本發明提供了一種以CA19?9 cDNA為模板制備RNA探針的方法。該方法包括以下步驟：針對CA19?9 mRNA序列篩選多個靶序列，對于每個靶序列設計至少一對引物，所述引物的PCR擴增產物為多重DNA片段，所述多重DNA片段能包括所有靶序列；從CA19?9 cDNA質粒中，采用上述引物，通過PCR擴增得到所述多重DNA片段，純化后混合，作為模板；加入RNA聚合酶和帶有生物素標記的UTP進行反應，將UTP摻入產物，純化后得到RNA探針。本發明得到的cRNA探針能夠全部覆蓋所有靶序列，簡化了探針制備步驟，大幅度縮短整個實驗時間，探針特異性更高，穩定性更強，背景信號更低且靈敏度更高。在此基礎上，本發明提供了一種快速檢測胰腺癌相關的CA19?9表達的試劑盒。

技術領域

本發明屬于核酸診斷領域，具體涉及一種以CA19-9cDNA片段為模板制備RNA探針的方法及其應用。

背景技術

熒光原位雜交技術(Fluorescence in situ hybridization，FISH)是一種重要的非放射性原位雜交技術，熒光染料標記的特異核酸探針與細胞內相應的靶DNA或RNA分子雜交，如果被檢測的染色體靶DNA與所用的核酸探針是同源互補的，二者經變性-退火-復性，由于DNA分子在染色體上是沿著染色體縱軸呈線性排列，因而探針可以直接與染色體進行雜交從而將特定的基因在染色體上定位。通過在熒光顯微鏡下觀察熒光信號，以確定與特異探針雜交后結合了熒光探針的DNA區域或RNA分子在染色體或其他細胞器中的定位，對待測DNA進行定性、定量或相對定位分析。

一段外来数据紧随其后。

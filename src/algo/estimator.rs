use std::marker::PhantomData;

use burn::{
    module::AutodiffModule,
    nn::loss::{MseLoss, Reduction},
    optim::{adaptor::OptimizerAdaptor, GradientsParams, Optimizer, RmsProp, RmsPropConfig},
    prelude::*,
    tensor::{backend::AutodiffBackend, ElementConversion},
};
use log::debug;

use crate::{
    ds::RingBuffer,
    env::ToTensor,
    error::{Error, Result},
    model::QModel,
};

/// Optimizer hyperparameters for an [`Estimator`]
///
/// Defaults follow the RMSProp setup of the original DQN paper.
#[derive(Config, Debug)]
pub struct EstimatorConfig {
    #[config(default = 0.00025)]
    pub learning_rate: f64,
    /// Decay of the running average of squared gradients
    #[config(default = 0.99)]
    pub decay: f32,
    #[config(default = 0.0)]
    pub momentum: f32,
    #[config(default = 1e-6)]
    pub epsilon: f32,
}

impl EstimatorConfig {
    /// Build an RMSProp optimizer for model `M`
    pub fn optimizer<B, M>(&self) -> RmsPropOptimizer<M, B>
    where
        B: AutodiffBackend,
        M: AutodiffModule<B>,
    {
        RmsPropConfig::new()
            .with_alpha(self.decay)
            .with_momentum(self.momentum)
            .with_epsilon(self.epsilon)
            .init()
    }

    /// Wrap `model` into an [`Estimator`] trained with RMSProp
    pub fn init<B, M, const D: usize>(&self, model: M) -> Estimator<B, M, RmsPropOptimizer<M, B>, D>
    where
        B: AutodiffBackend,
        M: QModel<B, D>,
    {
        Estimator::new(model, self.optimizer(), self.learning_rate)
    }
}

pub type RmsPropOptimizer<M, B> = OptimizerAdaptor<RmsProp<<B as AutodiffBackend>::InnerBackend>, M, B>;

/// A monitoring record written on every [`update`](Estimator::update) when summaries are enabled
#[derive(Debug, Clone, PartialEq)]
pub struct UpdateSummary {
    /// Number of updates performed before this one
    pub step: u64,
    /// Batch loss before the optimizer step
    pub loss: f32,
    /// Largest predicted action value in the batch
    pub max_q: f32,
}

/// An action-value estimator: a [`QModel`] together with the optimizer that trains it
///
/// ### Generics
/// - `B`: A burn autodiff backend
/// - `M`: The [`QModel`]
/// - `O`: An [`Optimizer`] for `M`
/// - `D`: The dimension of the model input
pub struct Estimator<B, M, O, const D: usize>
where
    B: AutodiffBackend,
{
    model: Option<M>,
    optimizer: O,
    loss: MseLoss<B>,
    lr: f64,
    updates: u64,
    summaries: Option<RingBuffer<UpdateSummary>>,
    _backend: PhantomData<B>,
}

impl<B, M, O, const D: usize> Estimator<B, M, O, D>
where
    B: AutodiffBackend,
    M: QModel<B, D>,
    O: Optimizer<M, B>,
{
    pub fn new(model: M, optimizer: O, lr: f64) -> Self {
        Self {
            model: Some(model),
            optimizer,
            loss: MseLoss::new(),
            lr,
            updates: 0,
            summaries: None,
            _backend: PhantomData,
        }
    }

    /// Record an [`UpdateSummary`] for every subsequent update, keeping the latest `capacity` of them
    ///
    /// **Panics** if `capacity` is zero
    pub fn with_summaries(mut self, capacity: usize) -> Self {
        self.summaries = Some(RingBuffer::new(capacity));
        self
    }

    pub fn model(&self) -> &M {
        self.model
            .as_ref()
            .expect("model is only taken for the duration of an update")
    }

    pub fn num_actions(&self) -> usize {
        self.model().num_actions()
    }

    /// Number of optimizer steps taken so far
    pub fn updates(&self) -> u64 {
        self.updates
    }

    /// Recorded summaries if enabled; iterate with [`RingBuffer::iter`] for oldest first
    pub fn summaries(&self) -> Option<&RingBuffer<UpdateSummary>> {
        self.summaries.as_ref()
    }

    /// Action values for a batch of states, `[batch, num_actions]`
    ///
    /// **Errors** with [`Error::EmptyBatch`] if `states` holds no state
    pub fn predict(&self, states: Tensor<B, D>) -> Result<Tensor<B, 2>> {
        if states.dims()[0] == 0 {
            return Err(Error::EmptyBatch);
        }
        Ok(self.model().forward(states))
    }

    /// Action values for a batch of states, one row per state
    pub fn predict_values(&self, states: Tensor<B, D>) -> Result<Vec<Vec<f32>>> {
        let values = self.predict(states.detach())?;
        let [_, num_actions] = values.dims();
        let flat = values.into_data().convert::<f32>().value;
        Ok(flat.chunks(num_actions.max(1)).map(<[f32]>::to_vec).collect())
    }

    /// Take one optimizer step towards `targets` for the chosen `actions`
    ///
    /// The loss is the mean squared error between each target and the predicted value of the action
    /// taken in that state; values of other actions are not penalized.
    ///
    /// **Returns** the batch loss measured before the step
    pub fn update(&mut self, states: Tensor<B, D>, actions: &[usize], targets: &[f32]) -> Result<f32> {
        let batch_size = states.dims()[0];
        if batch_size == 0 {
            return Err(Error::EmptyBatch);
        }
        if actions.len() != batch_size || targets.len() != batch_size {
            return Err(Error::BatchMismatch {
                states: batch_size,
                actions: actions.len(),
                targets: targets.len(),
            });
        }
        let num_actions = self.num_actions();
        if let Some(&action) = actions.iter().find(|&&a| a >= num_actions) {
            return Err(Error::ActionOutOfRange {
                action,
                num_actions,
            });
        }

        let device = states.device();
        let actions: Tensor<B, 1, Int> = actions.to_vec().to_tensor(&device);
        let targets: Tensor<B, 1> = targets.to_vec().to_tensor(&device);

        let model = self
            .model
            .take()
            .expect("model is only taken for the duration of an update");

        let q_values = model.forward(states);
        let max_q = q_values.clone().max().detach().into_scalar().elem::<f32>();
        let action_values = q_values.gather(1, actions.unsqueeze_dim(1)).squeeze(1);

        let loss = self.loss.forward(action_values, targets, Reduction::Mean);
        let loss_value = loss.clone().detach().into_scalar().elem::<f32>();

        let grads = GradientsParams::from_grads(loss.backward(), &model);
        self.model = Some(self.optimizer.step(self.lr, model, grads));

        debug!(
            "update {}: loss {:.6}, max q {:.4}",
            self.updates, loss_value, max_q
        );
        if let Some(summaries) = self.summaries.as_mut() {
            summaries.push(UpdateSummary {
                step: self.updates,
                loss: loss_value,
                max_q,
            });
        }
        self.updates += 1;

        Ok(loss_value)
    }
}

熒光原位雜交技術(FISH)具有很多優點，無需放射性同位素標記，安全性較高；FISH的實驗周期短，探針穩定性強；通過多次免疫化學反應，使其雜交信號放大，提高靈敏度，檢測的靈敏度接近同位素探針雜交；FISH的分辨率高達3-20Mb；FISH可以用不同修飾核苷酸分子標記不同的探針，即可以制備成多色探針。

FISH技術已經在基因定位、基因作圖、基因擴增和缺失的檢測、產前診斷、哺乳動物染色體進化研究等領域得到了廣泛應用，特別是在腫瘤診斷方面，FISH技術被廣泛用于乳腺癌、膀胱癌、肺癌、淋巴瘤等實體瘤的早期診斷、療效檢測、個體化治療和預后判斷等幾個方面。cRNA探針比cDNA探針有更多的優勢：避免了雙鏈cDNA探針在雜交反應中兩條鏈之間易復性的可能性，提高了雜交反應的敏感性；cRNA與RNA之間形成的雜交體比cDNA-RNA雜交體更穩定；且cRNA-RNA之間形成的雜交體不受RNA酶的影響，因此雜交反應后可用RNA酶處理，以除去未結合的探針，可降低本底信號的影響。

制備特異性強、靈敏度高和穩定性強的腫瘤檢測探針，生產易保存和運輸的相關試劑及試劑盒，對腫瘤早期診斷和治療至關重要。研發出用于診斷和治療多種腫瘤的高品質探針及相關試劑盒，不僅能提高人民的健康水平，而且具有很大的經濟效益、社會效益及廣闊的市場前景。

CA19-9(carbohydrate antigen 19-9)是一種粘蛋白質的糖類蛋白腫瘤標志物，為細胞膜上的糖脂質，因由鼠單克隆抗體119NS199-9識別而命名。CA19-9是一種分子量為5000KD的低聚糖類腫瘤相關抗原，由內胚層細胞分化而來的，正常人血清中含量甚微，而在多種上皮類惡性腫瘤血清中均可見增高。

在血清中CA19-9以唾液粘蛋白形式存在，分布于正常胎兒胰腺、膽囊、肝、腸和正常成年人胰腺、膽管上皮等處。正常情況下CAl9-9的合成量極微，但當上述組織出現異常時，尤其是惡性腫瘤時，其合成量可以顯著增加，造成血清中的CAl9-9增加。CAl9-9是迄今報道的對胰腺癌敏感性最高的標志物，胰腺癌的CA19-9最高水平是正常均值的683倍，故其是胰腺癌較好的標志物。

發明內容

本發明的目的是提供一種以CA19-9cDNA為模板制備RNA探針的方法。